A dozen Republican senators spent Friday in an orchestrated, hours-long session of floor speeches, assailing the health-care bill as a vehicle to higher taxes, Medicare cuts and premium increases.

Meanwhile, the surprise recommendation this week by a quasi-government panel that women should have fewer mammograms injected a volatile issue into the health debate.

Conservatives on radio and television have seized on the controversial recommendation as an example of the big-government medical care that will follow if Obama gets his way.

Phil Kerpen, director of policy at Americans for Prosperity, an advocacy group opposed to Democratic reform plans, said the guidelines are “very helpful for our side” because they illustrate the perils of greater government involvement in health care.

“Seeing a government panel coming out with a recommendation that is so personal to people really focuses attention on what these changes would mean for patient care,” Kerpen said.

But White House officials dismissed that as overheated rhetoric and expressed little concern that the issue would resonate with Democratic lawmakers or average Americans.

“Many of the opponents of health reform stopped relying on truth, facts and reasoned argument a long time ago,” said Dan Pfeiffer, White House deputy communications director.
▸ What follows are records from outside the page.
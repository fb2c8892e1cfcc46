//! Original lock contracts: ether-only pricing, `purchaseFor(recipient, data)`.

use alloy::primitives::{Address, U256};
use async_trait::async_trait;

use unlock_wallet_core::{
    ContractCall, ContractVersion, CreateLockParams, GatewayError, LockOperations, LockSnapshot,
    PurchaseKeyParams, RpcSender, TransactionType, UpdateKeyPriceParams, WithdrawParams,
};

use super::reader::{read_lock, LockLayout, SupplyGetter};
use super::{contract_call, max_keys, require_amount, require_native};
use crate::abi::{gas, to_base_units, PublicLockV0, UnlockV0};

const ETHER_DECIMALS: u8 = 18;

#[derive(Debug, Clone, Copy, Default)]
pub struct V0;

#[async_trait]
impl LockOperations for V0 {
    fn version(&self) -> ContractVersion {
        ContractVersion::V0
    }

    fn create_lock(
        &self,
        unlock: Address,
        from: Address,
        params: &CreateLockParams,
    ) -> Result<ContractCall, GatewayError> {
        require_native(self.version(), params.currency_contract_address)?;
        let call = UnlockV0::createLockCall {
            expirationDuration: U256::from(params.expiration_duration),
            keyPrice: to_base_units(&params.key_price, ETHER_DECIMALS)?,
            maxNumberOfKeys: max_keys(params.max_number_of_keys),
        };
        Ok(contract_call(
            from,
            unlock,
            &call,
            gas::CREATE_LOCK,
            U256::ZERO,
            TransactionType::LockCreation,
        ))
    }

    fn purchase_key(
        &self,
        from: Address,
        params: &PurchaseKeyParams,
    ) -> Result<ContractCall, GatewayError> {
        require_native(self.version(), params.currency_contract_address)?;
        let value = to_base_units(&params.key_price, ETHER_DECIMALS)?;
        let call = PublicLockV0::purchaseForCall {
            recipient: params.owner,
            data: params.data.clone(),
        };
        Ok(contract_call(
            from,
            params.lock,
            &call,
            gas::PURCHASE_KEY,
            value,
            TransactionType::KeyPurchase,
        ))
    }

    fn withdraw_from_lock(&self, params: &WithdrawParams) -> Result<ContractCall, GatewayError> {
        Ok(contract_call(
            params.account,
            params.lock,
            &PublicLockV0::withdrawCall {},
            gas::WITHDRAW,
            U256::ZERO,
            TransactionType::Withdrawal,
        ))
    }

    fn partial_withdraw_from_lock(
        &self,
        params: &WithdrawParams,
    ) -> Result<ContractCall, GatewayError> {
        let amount = to_base_units(require_amount(params.amount.as_ref())?, ETHER_DECIMALS)?;
        Ok(contract_call(
            params.account,
            params.lock,
            &PublicLockV0::partialWithdrawCall { amount },
            gas::PARTIAL_WITHDRAW,
            U256::ZERO,
            TransactionType::Withdrawal,
        ))
    }

    fn update_key_price(
        &self,
        params: &UpdateKeyPriceParams,
    ) -> Result<ContractCall, GatewayError> {
        require_native(self.version(), params.currency_contract_address)?;
        let call = PublicLockV0::updateKeyPriceCall {
            keyPrice: to_base_units(&params.key_price, ETHER_DECIMALS)?,
        };
        Ok(contract_call(
            params.account,
            params.lock,
            &call,
            gas::UPDATE_KEY_PRICE,
            U256::ZERO,
            TransactionType::UpdateKeyPrice,
        ))
    }

    async fn get_lock(
        &self,
        rpc: &dyn RpcSender,
        lock: Address,
    ) -> Result<LockSnapshot, GatewayError> {
        let layout = LockLayout {
            supply: SupplyGetter::OutstandingKeys,
            erc20: false,
            reports_version: false,
        };
        read_lock(rpc, lock, layout).await
    }
}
The immediate concern for Obama and his allies in Congress remains collecting the votes of wavering, moderate Democratic senators who hold the key to moving the process forward. The Senate will vote Saturday night on whether to begin extended debate on the $848 billion health-care bill, and Majority Leader Harry Reid, Nev., said he is confident he will have the 60 votes necessary to pass that motion.

Sen. Ben Nelson of Nebraska, one of those moderate Democrats, said Friday that he would vote to begin debate. Reid still needs the votes of two other key Democrats, Sens. Mary Landrieu, La., and Blanche Lincoln, Ark., who have yet to announce their position publicly.

Trying to increase the political pressure on the holdouts, the White House released a statement Friday night saying that the administration “strongly supports” the Senate bill and “urges quick action on this landmark bill.”

As Reid counted votes, Republicans on Capitol Hill and conservative pundits searched for ways to frame the mammogram recommendation in a political context.

Congressional Republicans said privately this week that the issue perfectly illustrated their concerns about government expanding its role into private health-care decisions, and they expect it will be highlighted often throughout the remainder of the health-care debate. Republican women in the House have already started criticizing the recommendation.

“This is how rationing begins. This is the little toe in the edge of the water,” Rep. Marsha Blackburn, Tenn., said Wednesday on Capitol Hill. “This is when you start getting a bureaucrat between you and your physician.”

The issue has also grabbed the attention of conservatives such as radio show host Rush Limbaugh and Fox News host Glenn Beck, both of whom fanned discredited allegations earlier this year that the administration wanted to create “death panels” to hasten the demise of terminally ill patients. Beck jokingly referred to the mammogram recommendations as “good news for the government” because it would reduce “the expense of those pesky people.”

Obama administration officials strongly reject that contention, saying the U.S. Preventive Services Task Force, which issued the guidelines, has no power to affect coverage decisions by insurance companies. Nor does the task force “determine what services are covered by the federal government,” Health and Human Services Secretary Kathleen Sebelius said Wednesday.

The officials also pointed out hypocrisy in the GOP objections: The Republicans’ health-care alternative would not provide coverage for mammograms or other preventive services. And they noted that conservatives have long complained that the threat of frivolous malpractice lawsuits leads doctors to overuse costly and unnecessary tests, including mammograms.

Administration officials said they first became aware of the task force’s recommendation in early October, after a medical journal accepted its report and prepared to publish it Nov. 17.

The task force provided a routine notification to HHS officials, though the department had no say over the findings nor control over when they would be published, according to senior department officials.

White House aides said the political team leading the fight to pass health-care reform first heard about the mammogram report in the past two weeks and viewed it as potential fuel for opponents, one official said.

But there were no more than a few brief conversations about it, the official said, in part because the administration had no control over the findings, their distribution or the timing.